Where a line of the following data contains the string "users", include it in the tally. Report the total alone.

> **Data to examine**

▽

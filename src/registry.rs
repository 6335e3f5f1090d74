//! Mock responder registry.
//!
//! Holds an ordered list of stub rules plus an optional basic-auth policy,
//! and installs itself as a [`Transport`] on a client under test. Each
//! intercepted call is answered by the first matching rule, by a simulated
//! auth failure, or by the unrouted failure when nothing is stubbed.

use crate::client::{basic_credentials, Client, ClientError, Request, Response, Transport};
use crate::matcher::RoutePattern;
use std::rc::Rc;
use tracing::{debug, warn};

/// Side effect invoked when a success rule fires. Test-observation hook only;
/// mutate through `Rc<Cell<_>>` or similar.
pub type SideEffect = Rc<dyn Fn()>;

/// What a matched rule does to the intercepted call.
#[derive(Clone)]
enum Outcome {
    /// Answer with 200 and this body (empty string = no content).
    Body(String),
    /// Fail as if the remote returned this status, with no body.
    Error { status: u16, reason: String },
}

/// One registered (pattern, outcome) pair.
#[derive(Clone)]
struct Rule {
    pattern: RoutePattern,
    outcome: Outcome,
    on_match: Option<SideEffect>,
}

/// Basic-auth policy checked before any rule matching.
///
/// Both halves are optional and set independently; with neither half set the
/// policy is inert.
#[derive(Clone, Default)]
struct AuthPolicy {
    /// Status/reason for a request carrying no credentials
    no_auth: Option<(u16, String)>,
    /// Expected credentials and the status/reason for a mismatch
    bad_auth: Option<BadAuth>,
}

#[derive(Clone)]
struct BadAuth {
    user: String,
    password: String,
    status: u16,
    reason: String,
}

impl AuthPolicy {
    fn is_enforced(&self) -> bool {
        self.no_auth.is_some() || self.bad_auth.is_some()
    }

    /// Evaluate the policy against one request. `Ok(())` means rule matching
    /// may proceed.
    fn check(&self, request: &Request) -> Result<(), ClientError> {
        if !self.is_enforced() {
            return Ok(());
        }

        match basic_credentials(request) {
            None => {
                // Missing credentials: prefer the no-auth status, but a
                // configured expectation still fails the call on its own.
                let (status, reason) = match (&self.no_auth, &self.bad_auth) {
                    (Some((status, reason)), _) => (*status, reason.clone()),
                    (None, Some(expected)) => (expected.status, expected.reason.clone()),
                    (None, None) => return Ok(()),
                };
                Err(ClientError::Status { status, reason })
            }
            Some((user, password)) => match &self.bad_auth {
                Some(expected) if user != expected.user || password != expected.password => {
                    Err(ClientError::Status {
                        status: expected.status,
                        reason: expected.reason.clone(),
                    })
                }
                _ => Ok(()),
            },
        }
    }
}

/// Ordered registry of stub rules for one test.
///
/// Built with the chaining methods, then bound to one or more clients with
/// [`apply_to`](MockRegistry::apply_to). Rules are matched in registration
/// order, first match wins; duplicates are legal and simply unreachable after
/// the first.
///
/// # Example
///
/// ```
/// use wirestub::{Client, ClientSettings, MockRegistry, xq};
///
/// let mut client = Client::from_settings(ClientSettings::default());
/// MockRegistry::new()
///     .on("GET /users", xq("[{'name':'alice'}]").as_str())
///     .error_on("GET /teapot", 418, "I'm a teapot")
///     .apply_to(&mut client);
///
/// assert_eq!(client.get("/users").unwrap().text(), r#"[{"name":"alice"}]"#);
/// assert!(client.get("/teapot").is_err());
/// ```
#[derive(Clone, Default)]
pub struct MockRegistry {
    rules: Vec<Rule>,
    auth: AuthPolicy,
}

impl MockRegistry {
    /// Create an empty registry.
    pub fn new() -> Self {
        Self::default()
    }

    /// Register a success rule: a request matching `route` is answered with
    /// `body` (empty string for a no-content response).
    ///
    /// `route` is of the form `"METHOD /path[?query]"`; query parameters, if
    /// given, are literal values the request must carry.
    ///
    /// # Panics
    ///
    /// Panics on a malformed route pattern. A bad pattern is a broken test,
    /// not a runtime condition.
    pub fn on(self, route: &str, body: &str) -> Self {
        self.push_rule(route, Outcome::Body(body.to_string()), None)
    }

    /// Like [`on`](MockRegistry::on), additionally invoking `on_match` each
    /// time the rule fires (once per matching call).
    pub fn on_with(self, route: &str, body: &str, on_match: impl Fn() + 'static) -> Self {
        self.push_rule(
            route,
            Outcome::Body(body.to_string()),
            Some(Rc::new(on_match) as SideEffect),
        )
    }

    /// Register an error rule: a request matching `route` fails as if the
    /// remote returned `status` with `reason`, and no body.
    pub fn error_on(self, route: &str, status: u16, reason: &str) -> Self {
        self.push_rule(
            route,
            Outcome::Error {
                status,
                reason: reason.to_string(),
            },
            None,
        )
    }

    /// Any call lacking basic-auth credentials fails with `status`/`reason`
    /// before rule matching is consulted.
    pub fn error_on_no_auth(mut self, status: u16, reason: &str) -> Self {
        self.auth.no_auth = Some((status, reason.to_string()));
        self
    }

    /// Any call whose basic-auth credentials are not exactly
    /// `(user, password)` fails with `status`/`reason` before rule matching
    /// is consulted.
    pub fn error_on_bad_auth(
        mut self,
        user: &str,
        password: &str,
        status: u16,
        reason: &str,
    ) -> Self {
        self.auth.bad_auth = Some(BadAuth {
            user: user.to_string(),
            password: password.to_string(),
            status,
            reason: reason.to_string(),
        });
        self
    }

    /// Install this registry as `client`'s transport.
    ///
    /// Each call fully replaces the target client's transport; applying the
    /// same registry to several clients binds each independently.
    pub fn apply_to(&self, client: &mut Client) {
        client.set_transport(Rc::new(MockTransport {
            rules: self.rules.clone(),
            auth: self.auth.clone(),
        }));
    }

    fn push_rule(mut self, route: &str, outcome: Outcome, on_match: Option<SideEffect>) -> Self {
        let pattern = match RoutePattern::parse(route) {
            Ok(p) => p,
            Err(e) => panic!("{}", e),
        };
        self.rules.push(Rule {
            pattern,
            outcome,
            on_match,
        });
        self
    }
}

/// The transport installed by [`MockRegistry::apply_to`]. Immutable snapshot
/// of the registry at bind time.
struct MockTransport {
    rules: Vec<Rule>,
    auth: AuthPolicy,
}

impl Transport for MockTransport {
    fn send(&self, request: &Request) -> Result<Response, ClientError> {
        // Auth policy runs before any rule is consulted.
        self.auth.check(request)?;

        let query = request.query_string.as_deref();
        for rule in &self.rules {
            if !rule.pattern.matches(&request.method, &request.path, query) {
                continue;
            }

            match &rule.outcome {
                Outcome::Error { status, reason } => {
                    debug!(
                        method = %request.method,
                        path = %request.path,
                        status,
                        "request matched error stub"
                    );
                    return Err(ClientError::Status {
                        status: *status,
                        reason: reason.clone(),
                    });
                }
                Outcome::Body(body) => {
                    debug!(
                        method = %request.method,
                        path = %request.path,
                        "request matched stub"
                    );
                    if let Some(on_match) = &rule.on_match {
                        on_match();
                    }
                    return Ok(Response::ok(body.clone()));
                }
            }
        }

        warn!(
            method = %request.method,
            path = %request.path,
            "no stub matched request"
        );
        Err(ClientError::Unreachable {
            method: request.method.clone(),
            path: request.path.clone(),
        })
    }
}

△

> **Answer space**
2